Start of Available data

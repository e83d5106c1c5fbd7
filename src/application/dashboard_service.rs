// Dashboard service - Use cases for building and versioning dashboards
use crate::application::dashboard_repository::DashboardRepository;
use crate::application::error::{Result, StoreError};
use crate::application::saved_chart_service::validate_name;
use crate::domain::dashboard::{
    CreateDashboard, CreateDashboardTile, Dashboard, DashboardSummary, DashboardVersion,
    UpdateDashboard,
};
use std::collections::HashSet;
use std::sync::Arc;
use uuid::Uuid;

#[derive(Clone)]
pub struct DashboardService {
    repository: Arc<dyn DashboardRepository>,
}

impl DashboardService {
    pub fn new(repository: Arc<dyn DashboardRepository>) -> Self {
        Self { repository }
    }

    pub async fn list(&self, project_uuid: Uuid) -> Result<Vec<DashboardSummary>> {
        self.repository.list_by_project(project_uuid).await
    }

    pub async fn get(&self, dashboard_uuid: Uuid) -> Result<Dashboard> {
        self.repository.get_by_uuid(dashboard_uuid).await
    }

    pub async fn create(&self, space_uuid: Uuid, dashboard: CreateDashboard) -> Result<Dashboard> {
        validate_name(&dashboard.name)?;
        validate_tiles(&dashboard.tiles)?;

        let created = self.repository.create(space_uuid, dashboard).await?;
        tracing::info!(
            dashboard_uuid = %created.uuid,
            space_uuid = %space_uuid,
            tiles = created.tiles.len(),
            "Dashboard created"
        );
        Ok(created)
    }

    pub async fn add_version(
        &self,
        dashboard_uuid: Uuid,
        version: DashboardVersion,
    ) -> Result<Dashboard> {
        validate_tiles(&version.tiles)?;

        let dashboard = self.repository.add_version(dashboard_uuid, version).await?;
        tracing::info!(
            dashboard_uuid = %dashboard_uuid,
            tiles = dashboard.tiles.len(),
            "Dashboard version added"
        );
        Ok(dashboard)
    }

    pub async fn update(&self, dashboard_uuid: Uuid, update: UpdateDashboard) -> Result<Dashboard> {
        if let Some(name) = &update.name {
            validate_name(name)?;
        }
        let dashboard = self.repository.update(dashboard_uuid, update).await?;
        tracing::info!(dashboard_uuid = %dashboard_uuid, "Dashboard updated");
        Ok(dashboard)
    }

    pub async fn delete(&self, dashboard_uuid: Uuid) -> Result<()> {
        self.repository.delete(dashboard_uuid).await?;
        tracing::info!(dashboard_uuid = %dashboard_uuid, "Dashboard deleted");
        Ok(())
    }
}

fn validate_tiles(tiles: &[CreateDashboardTile]) -> Result<()> {
    let mut seen = HashSet::new();
    for tile in tiles {
        if tile.x < 0 || tile.y < 0 || tile.w < 0 || tile.h < 0 {
            return Err(StoreError::invalid(
                "tiles",
                format!(
                    "geometry must be non-negative, got x={} y={} w={} h={}",
                    tile.x, tile.y, tile.w, tile.h
                ),
            ));
        }
        if let Some(uuid) = tile.uuid {
            if !seen.insert(uuid) {
                return Err(StoreError::invalid(
                    "tiles",
                    format!("duplicate tile uuid {}", uuid),
                ));
            }
        }
    }
    Ok(())
}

End of Available data

> _What this task involves_: Copy the records above exactly as they appear.

> _Solution_:
repository e83d5106c1c5fbd7
filename src/application/dashboard_service.rs
// Dashboard service - Use cases for building and versioning dashboards
use crate::application::dashboard_repository::DashboardRepository;
use crate::application::error::{Result, StoreError};
use crate::application::saved_chart_service::validate_name;
use crate::domain::dashboard::{
    CreateDashboard, CreateDashboardTile, Dashboard, DashboardSummary, DashboardVersion,
    UpdateDashboard,
};
use std::collections::HashSet;
use std::sync::Arc;
use uuid::Uuid;

#[derive(Clone)]
pub struct DashboardService {
    repository: Arc<dyn DashboardRepository>,
}

impl DashboardService {
    pub fn new(repository: Arc<dyn DashboardRepository>) -> Self {
        Self { repository }
    }

    pub async fn list(&self, project_uuid: Uuid) -> Result<Vec<DashboardSummary>> {
        self.repository.list_by_project(project_uuid).await
    }

    pub async fn get(&self, dashboard_uuid: Uuid) -> Result<Dashboard> {
        self.repository.get_by_uuid(dashboard_uuid).await
    }

    pub async fn create(&self, space_uuid: Uuid, dashboard: CreateDashboard) -> Result<Dashboard> {
        validate_name(&dashboard.name)?;
        validate_tiles(&dashboard.tiles)?;

        let created = self.repository.create(space_uuid, dashboard).await?;
        tracing::info!(
            dashboard_uuid = %created.uuid,
            space_uuid = %space_uuid,
            tiles = created.tiles.len(),
            "Dashboard created"
        );
        Ok(created)
    }

    pub async fn add_version(
        &self,
        dashboard_uuid: Uuid,
        version: DashboardVersion,
    ) -> Result<Dashboard> {
        validate_tiles(&version.tiles)?;

        let dashboard = self.repository.add_version(dashboard_uuid, version).await?;
        tracing::info!(
            dashboard_uuid = %dashboard_uuid,
            tiles = dashboard.tiles.len(),
            "Dashboard version added"
        );
        Ok(dashboard)
    }

    pub async fn update(&self, dashboard_uuid: Uuid, update: UpdateDashboard) -> Result<Dashboard> {
        if let Some(name) = &update.name {
            validate_name(name)?;
        }
        let dashboard = self.repository.update(dashboard_uuid, update).await?;
        tracing::info!(dashboard_uuid = %dashboard_uuid, "Dashboard updated");
        Ok(dashboard)
    }

    pub async fn delete(&self, dashboard_uuid: Uuid) -> Result<()> {
        self.repository.delete(dashboard_uuid).await?;
        tracing::info!(dashboard_uuid = %dashboard_uuid, "Dashboard deleted");
        Ok(())
    }
}

fn validate_tiles(tiles: &[CreateDashboardTile]) -> Result<()> {
    let mut seen = HashSet::new();
    for tile in tiles {
        if tile.x < 0 || tile.y < 0 || tile.w < 0 || tile.h < 0 {
            return Err(StoreError::invalid(
                "tiles",
                format!(
                    "geometry must be non-negative, got x={} y={} w={} h={}",
                    tile.x, tile.y, tile.w, tile.h
                ),
            ));
        }
        if let Some(uuid) = tile.uuid {
            if !seen.insert(uuid) {
                return Err(StoreError::invalid(
                    "tiles",
                    format!("duplicate tile uuid {}", uuid),
                ));
            }
        }
    }
    Ok(())
}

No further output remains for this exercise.